> Problem to solve
Check each line of the records below and collect those holding "first".

> The data
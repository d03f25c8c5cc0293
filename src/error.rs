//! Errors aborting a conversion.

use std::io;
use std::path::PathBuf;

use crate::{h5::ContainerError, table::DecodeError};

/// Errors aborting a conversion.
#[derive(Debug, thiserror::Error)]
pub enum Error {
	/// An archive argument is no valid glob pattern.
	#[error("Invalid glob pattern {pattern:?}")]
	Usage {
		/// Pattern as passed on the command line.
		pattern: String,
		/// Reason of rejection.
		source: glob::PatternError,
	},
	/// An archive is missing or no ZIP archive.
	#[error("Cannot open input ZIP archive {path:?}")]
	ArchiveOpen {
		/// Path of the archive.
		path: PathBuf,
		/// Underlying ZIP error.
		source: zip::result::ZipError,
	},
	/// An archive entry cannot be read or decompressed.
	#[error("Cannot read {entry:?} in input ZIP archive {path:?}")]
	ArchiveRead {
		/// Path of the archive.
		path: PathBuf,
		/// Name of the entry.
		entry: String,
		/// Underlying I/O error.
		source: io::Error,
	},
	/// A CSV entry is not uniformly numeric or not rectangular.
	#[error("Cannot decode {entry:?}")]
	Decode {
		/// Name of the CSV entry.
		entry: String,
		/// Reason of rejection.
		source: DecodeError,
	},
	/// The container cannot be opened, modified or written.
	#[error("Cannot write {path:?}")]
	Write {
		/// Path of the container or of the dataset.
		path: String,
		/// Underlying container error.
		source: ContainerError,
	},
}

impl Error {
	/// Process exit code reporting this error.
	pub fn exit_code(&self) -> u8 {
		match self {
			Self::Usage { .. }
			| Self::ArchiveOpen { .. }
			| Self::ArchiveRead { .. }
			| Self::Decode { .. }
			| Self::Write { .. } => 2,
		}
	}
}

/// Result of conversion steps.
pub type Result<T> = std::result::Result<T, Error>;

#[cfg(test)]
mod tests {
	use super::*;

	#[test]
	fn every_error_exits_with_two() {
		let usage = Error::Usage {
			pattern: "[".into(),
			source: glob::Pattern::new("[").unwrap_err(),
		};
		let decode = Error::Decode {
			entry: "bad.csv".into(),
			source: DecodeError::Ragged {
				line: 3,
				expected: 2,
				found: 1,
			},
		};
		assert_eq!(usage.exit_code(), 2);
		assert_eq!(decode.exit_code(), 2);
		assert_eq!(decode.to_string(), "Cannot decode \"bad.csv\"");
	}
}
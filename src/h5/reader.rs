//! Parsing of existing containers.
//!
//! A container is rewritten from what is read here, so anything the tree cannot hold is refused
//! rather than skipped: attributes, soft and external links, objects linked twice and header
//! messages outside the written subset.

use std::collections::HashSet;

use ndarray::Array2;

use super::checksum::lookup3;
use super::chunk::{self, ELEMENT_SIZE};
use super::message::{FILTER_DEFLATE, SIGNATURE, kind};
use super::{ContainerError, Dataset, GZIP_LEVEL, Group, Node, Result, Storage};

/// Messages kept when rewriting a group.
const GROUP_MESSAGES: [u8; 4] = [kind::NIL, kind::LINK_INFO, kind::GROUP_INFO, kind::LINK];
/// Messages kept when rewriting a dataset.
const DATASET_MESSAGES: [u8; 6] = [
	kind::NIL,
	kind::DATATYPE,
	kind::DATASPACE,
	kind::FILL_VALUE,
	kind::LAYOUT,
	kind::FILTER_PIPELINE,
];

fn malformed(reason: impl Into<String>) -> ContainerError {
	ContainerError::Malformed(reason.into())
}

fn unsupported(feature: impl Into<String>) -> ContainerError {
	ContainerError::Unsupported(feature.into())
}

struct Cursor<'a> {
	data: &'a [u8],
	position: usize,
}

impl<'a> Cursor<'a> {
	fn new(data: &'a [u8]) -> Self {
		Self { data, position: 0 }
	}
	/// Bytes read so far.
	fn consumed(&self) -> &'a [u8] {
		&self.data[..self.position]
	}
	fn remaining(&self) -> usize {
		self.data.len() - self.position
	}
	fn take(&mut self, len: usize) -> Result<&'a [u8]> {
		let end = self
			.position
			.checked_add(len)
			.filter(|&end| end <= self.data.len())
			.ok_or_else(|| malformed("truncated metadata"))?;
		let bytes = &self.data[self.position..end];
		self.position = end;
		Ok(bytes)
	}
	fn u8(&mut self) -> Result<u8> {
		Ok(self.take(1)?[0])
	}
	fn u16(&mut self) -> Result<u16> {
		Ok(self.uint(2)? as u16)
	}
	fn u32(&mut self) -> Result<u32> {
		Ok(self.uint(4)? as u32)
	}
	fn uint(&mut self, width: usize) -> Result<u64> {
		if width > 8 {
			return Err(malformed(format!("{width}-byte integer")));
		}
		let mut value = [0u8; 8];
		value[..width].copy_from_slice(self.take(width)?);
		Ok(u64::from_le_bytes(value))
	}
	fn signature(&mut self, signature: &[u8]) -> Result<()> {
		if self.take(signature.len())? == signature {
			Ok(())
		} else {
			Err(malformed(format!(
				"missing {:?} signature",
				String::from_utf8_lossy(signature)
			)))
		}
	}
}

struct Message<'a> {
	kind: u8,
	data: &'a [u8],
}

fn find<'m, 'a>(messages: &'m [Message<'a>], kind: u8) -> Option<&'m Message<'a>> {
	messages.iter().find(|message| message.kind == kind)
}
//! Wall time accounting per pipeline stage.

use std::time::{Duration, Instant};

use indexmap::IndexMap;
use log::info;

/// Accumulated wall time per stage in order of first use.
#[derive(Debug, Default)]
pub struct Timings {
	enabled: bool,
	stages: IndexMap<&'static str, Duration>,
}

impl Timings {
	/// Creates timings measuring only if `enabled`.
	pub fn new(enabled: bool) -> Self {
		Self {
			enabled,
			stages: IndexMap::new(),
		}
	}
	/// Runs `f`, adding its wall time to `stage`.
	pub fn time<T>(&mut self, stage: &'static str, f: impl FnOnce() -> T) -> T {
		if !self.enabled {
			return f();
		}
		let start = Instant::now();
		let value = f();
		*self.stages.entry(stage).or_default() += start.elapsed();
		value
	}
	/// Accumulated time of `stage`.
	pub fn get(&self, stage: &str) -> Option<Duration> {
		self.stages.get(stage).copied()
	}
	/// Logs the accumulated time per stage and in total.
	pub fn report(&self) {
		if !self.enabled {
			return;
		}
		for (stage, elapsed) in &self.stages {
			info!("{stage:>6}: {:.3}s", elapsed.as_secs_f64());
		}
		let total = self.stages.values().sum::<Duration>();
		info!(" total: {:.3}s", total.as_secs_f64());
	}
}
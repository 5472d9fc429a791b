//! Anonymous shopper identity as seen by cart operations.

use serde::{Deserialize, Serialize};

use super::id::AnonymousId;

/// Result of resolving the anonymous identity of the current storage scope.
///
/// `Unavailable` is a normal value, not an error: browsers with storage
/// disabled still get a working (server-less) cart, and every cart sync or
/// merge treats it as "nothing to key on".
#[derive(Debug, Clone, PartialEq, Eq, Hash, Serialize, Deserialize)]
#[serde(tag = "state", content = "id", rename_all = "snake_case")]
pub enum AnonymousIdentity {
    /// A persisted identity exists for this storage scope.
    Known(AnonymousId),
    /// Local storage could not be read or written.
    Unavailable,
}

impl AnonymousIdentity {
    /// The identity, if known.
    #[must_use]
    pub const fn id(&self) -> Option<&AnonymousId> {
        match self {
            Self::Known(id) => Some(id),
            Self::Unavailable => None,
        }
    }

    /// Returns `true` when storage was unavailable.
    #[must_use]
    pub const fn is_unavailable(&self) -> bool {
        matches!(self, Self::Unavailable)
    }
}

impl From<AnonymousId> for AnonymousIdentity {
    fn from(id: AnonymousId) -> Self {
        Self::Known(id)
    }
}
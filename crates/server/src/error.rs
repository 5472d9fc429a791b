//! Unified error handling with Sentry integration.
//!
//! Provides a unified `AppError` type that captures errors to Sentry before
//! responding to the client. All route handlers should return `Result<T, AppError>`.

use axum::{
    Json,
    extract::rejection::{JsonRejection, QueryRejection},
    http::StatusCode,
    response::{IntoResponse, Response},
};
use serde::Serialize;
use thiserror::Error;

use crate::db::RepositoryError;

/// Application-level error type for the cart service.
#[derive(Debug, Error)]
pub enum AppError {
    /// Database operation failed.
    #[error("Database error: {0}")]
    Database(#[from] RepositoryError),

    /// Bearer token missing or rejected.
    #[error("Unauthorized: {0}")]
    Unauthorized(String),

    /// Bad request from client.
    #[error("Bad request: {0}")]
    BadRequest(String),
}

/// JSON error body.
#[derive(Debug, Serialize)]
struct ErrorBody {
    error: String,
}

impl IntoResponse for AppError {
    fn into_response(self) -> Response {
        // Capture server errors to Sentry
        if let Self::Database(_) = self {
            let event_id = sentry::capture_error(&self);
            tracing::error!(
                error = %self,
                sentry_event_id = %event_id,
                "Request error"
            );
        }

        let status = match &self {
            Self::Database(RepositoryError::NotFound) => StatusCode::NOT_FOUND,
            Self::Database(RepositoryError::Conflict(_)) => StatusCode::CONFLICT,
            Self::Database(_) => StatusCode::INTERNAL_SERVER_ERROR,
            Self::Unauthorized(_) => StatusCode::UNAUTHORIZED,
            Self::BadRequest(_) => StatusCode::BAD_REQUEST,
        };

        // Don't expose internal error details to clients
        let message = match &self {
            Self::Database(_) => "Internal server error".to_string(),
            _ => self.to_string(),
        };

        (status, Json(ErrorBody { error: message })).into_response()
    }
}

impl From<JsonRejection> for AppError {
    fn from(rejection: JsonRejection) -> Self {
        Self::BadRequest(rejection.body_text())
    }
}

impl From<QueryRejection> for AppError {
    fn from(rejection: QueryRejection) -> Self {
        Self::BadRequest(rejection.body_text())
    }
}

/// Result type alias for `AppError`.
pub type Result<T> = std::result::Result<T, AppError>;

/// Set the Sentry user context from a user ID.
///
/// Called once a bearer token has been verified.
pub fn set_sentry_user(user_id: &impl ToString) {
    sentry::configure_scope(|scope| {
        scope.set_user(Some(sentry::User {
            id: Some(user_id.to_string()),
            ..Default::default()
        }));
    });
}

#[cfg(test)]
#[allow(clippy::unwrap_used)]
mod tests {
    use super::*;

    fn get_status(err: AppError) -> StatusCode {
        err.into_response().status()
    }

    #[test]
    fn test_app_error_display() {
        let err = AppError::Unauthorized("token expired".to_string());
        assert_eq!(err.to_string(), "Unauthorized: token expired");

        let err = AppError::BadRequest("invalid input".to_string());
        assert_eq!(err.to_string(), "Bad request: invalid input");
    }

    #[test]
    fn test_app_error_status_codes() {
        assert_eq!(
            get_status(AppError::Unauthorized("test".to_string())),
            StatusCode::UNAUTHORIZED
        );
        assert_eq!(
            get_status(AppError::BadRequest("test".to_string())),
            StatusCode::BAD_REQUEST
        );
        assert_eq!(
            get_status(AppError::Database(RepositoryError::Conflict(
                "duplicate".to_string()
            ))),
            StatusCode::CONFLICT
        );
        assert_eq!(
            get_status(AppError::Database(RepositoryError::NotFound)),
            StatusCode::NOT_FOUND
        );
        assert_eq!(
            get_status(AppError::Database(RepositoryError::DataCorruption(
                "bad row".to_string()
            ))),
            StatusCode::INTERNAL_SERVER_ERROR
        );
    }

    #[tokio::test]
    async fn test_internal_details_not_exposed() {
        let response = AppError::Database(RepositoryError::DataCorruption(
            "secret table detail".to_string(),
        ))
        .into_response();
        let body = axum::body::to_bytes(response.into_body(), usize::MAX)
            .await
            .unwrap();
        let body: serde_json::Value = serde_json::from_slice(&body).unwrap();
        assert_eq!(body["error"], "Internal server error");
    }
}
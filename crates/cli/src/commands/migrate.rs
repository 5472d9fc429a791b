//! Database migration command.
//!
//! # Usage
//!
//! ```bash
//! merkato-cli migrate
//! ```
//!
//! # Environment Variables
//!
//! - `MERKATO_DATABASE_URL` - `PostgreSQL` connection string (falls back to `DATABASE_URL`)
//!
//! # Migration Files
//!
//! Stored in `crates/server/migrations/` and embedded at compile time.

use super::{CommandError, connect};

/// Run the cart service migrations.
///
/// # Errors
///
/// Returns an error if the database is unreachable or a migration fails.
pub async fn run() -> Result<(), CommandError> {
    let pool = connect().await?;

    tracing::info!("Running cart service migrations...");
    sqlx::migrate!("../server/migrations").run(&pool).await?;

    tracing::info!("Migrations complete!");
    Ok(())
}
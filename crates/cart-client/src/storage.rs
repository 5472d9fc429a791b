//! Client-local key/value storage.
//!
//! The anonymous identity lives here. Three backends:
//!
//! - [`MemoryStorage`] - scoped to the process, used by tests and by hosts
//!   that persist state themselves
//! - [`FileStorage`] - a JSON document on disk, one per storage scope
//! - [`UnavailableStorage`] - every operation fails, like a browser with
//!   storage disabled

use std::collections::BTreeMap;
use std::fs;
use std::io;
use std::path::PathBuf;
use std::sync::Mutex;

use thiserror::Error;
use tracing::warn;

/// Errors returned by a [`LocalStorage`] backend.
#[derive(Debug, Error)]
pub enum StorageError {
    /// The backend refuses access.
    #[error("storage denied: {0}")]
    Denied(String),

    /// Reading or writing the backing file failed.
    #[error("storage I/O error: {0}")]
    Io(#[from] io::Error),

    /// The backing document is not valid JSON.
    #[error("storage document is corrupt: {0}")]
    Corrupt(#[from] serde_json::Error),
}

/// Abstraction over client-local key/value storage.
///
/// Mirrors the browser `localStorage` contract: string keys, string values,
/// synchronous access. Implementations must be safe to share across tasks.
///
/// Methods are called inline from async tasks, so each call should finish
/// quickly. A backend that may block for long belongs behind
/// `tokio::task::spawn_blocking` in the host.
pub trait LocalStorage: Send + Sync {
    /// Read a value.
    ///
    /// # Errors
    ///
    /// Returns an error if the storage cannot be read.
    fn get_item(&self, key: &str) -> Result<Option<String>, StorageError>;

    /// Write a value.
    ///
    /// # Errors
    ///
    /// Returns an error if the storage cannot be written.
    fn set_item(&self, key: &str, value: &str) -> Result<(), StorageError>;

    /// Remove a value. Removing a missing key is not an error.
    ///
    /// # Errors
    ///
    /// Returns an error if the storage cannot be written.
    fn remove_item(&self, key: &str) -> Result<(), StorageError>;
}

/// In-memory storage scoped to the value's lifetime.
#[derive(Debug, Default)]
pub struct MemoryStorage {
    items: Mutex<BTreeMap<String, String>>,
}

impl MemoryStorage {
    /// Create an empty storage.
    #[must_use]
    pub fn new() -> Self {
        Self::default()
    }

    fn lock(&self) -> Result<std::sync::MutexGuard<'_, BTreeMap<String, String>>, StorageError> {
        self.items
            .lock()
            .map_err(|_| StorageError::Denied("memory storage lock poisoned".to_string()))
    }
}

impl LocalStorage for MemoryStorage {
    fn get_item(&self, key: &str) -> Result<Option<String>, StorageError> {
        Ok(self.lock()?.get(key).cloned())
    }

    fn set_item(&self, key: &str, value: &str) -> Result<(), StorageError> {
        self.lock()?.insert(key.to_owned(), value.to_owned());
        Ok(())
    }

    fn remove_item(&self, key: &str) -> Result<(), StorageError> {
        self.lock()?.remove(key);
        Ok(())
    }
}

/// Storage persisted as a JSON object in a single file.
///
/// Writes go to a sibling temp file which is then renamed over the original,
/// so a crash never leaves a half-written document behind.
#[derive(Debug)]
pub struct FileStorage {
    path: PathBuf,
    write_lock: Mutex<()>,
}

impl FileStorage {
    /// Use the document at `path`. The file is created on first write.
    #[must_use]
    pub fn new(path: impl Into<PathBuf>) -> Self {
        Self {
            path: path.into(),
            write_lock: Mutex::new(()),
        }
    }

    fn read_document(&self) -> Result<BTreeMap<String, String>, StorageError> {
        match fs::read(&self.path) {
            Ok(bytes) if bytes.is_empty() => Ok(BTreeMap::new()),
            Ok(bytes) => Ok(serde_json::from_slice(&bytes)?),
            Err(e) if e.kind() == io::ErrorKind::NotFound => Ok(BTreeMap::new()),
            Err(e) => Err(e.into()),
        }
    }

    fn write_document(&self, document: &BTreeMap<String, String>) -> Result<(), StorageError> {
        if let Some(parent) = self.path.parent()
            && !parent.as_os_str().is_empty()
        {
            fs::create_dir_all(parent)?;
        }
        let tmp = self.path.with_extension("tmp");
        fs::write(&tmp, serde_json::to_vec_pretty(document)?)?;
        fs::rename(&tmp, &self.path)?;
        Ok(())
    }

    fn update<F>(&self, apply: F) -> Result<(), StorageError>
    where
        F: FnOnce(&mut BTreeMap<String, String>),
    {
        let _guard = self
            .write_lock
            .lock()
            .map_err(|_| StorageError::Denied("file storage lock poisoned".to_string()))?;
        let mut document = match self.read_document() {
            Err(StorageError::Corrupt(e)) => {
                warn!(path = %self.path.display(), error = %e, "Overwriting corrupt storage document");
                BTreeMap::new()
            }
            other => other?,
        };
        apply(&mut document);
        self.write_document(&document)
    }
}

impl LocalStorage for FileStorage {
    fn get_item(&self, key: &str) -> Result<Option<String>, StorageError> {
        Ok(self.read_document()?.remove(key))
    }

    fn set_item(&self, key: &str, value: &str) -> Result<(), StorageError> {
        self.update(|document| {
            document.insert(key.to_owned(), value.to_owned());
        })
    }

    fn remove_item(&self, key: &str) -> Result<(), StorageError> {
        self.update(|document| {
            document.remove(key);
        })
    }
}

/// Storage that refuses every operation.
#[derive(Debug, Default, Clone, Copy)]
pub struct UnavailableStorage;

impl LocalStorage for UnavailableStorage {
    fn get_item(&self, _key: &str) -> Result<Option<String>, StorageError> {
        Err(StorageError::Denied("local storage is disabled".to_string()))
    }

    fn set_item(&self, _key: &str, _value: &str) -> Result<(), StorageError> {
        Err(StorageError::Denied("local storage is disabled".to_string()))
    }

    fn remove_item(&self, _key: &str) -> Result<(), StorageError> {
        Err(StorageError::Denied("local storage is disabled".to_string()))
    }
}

> Problem solution
/// Accumulated wall time per stage in order of first use.
    /// Use the document at `path`. The file is created on first write.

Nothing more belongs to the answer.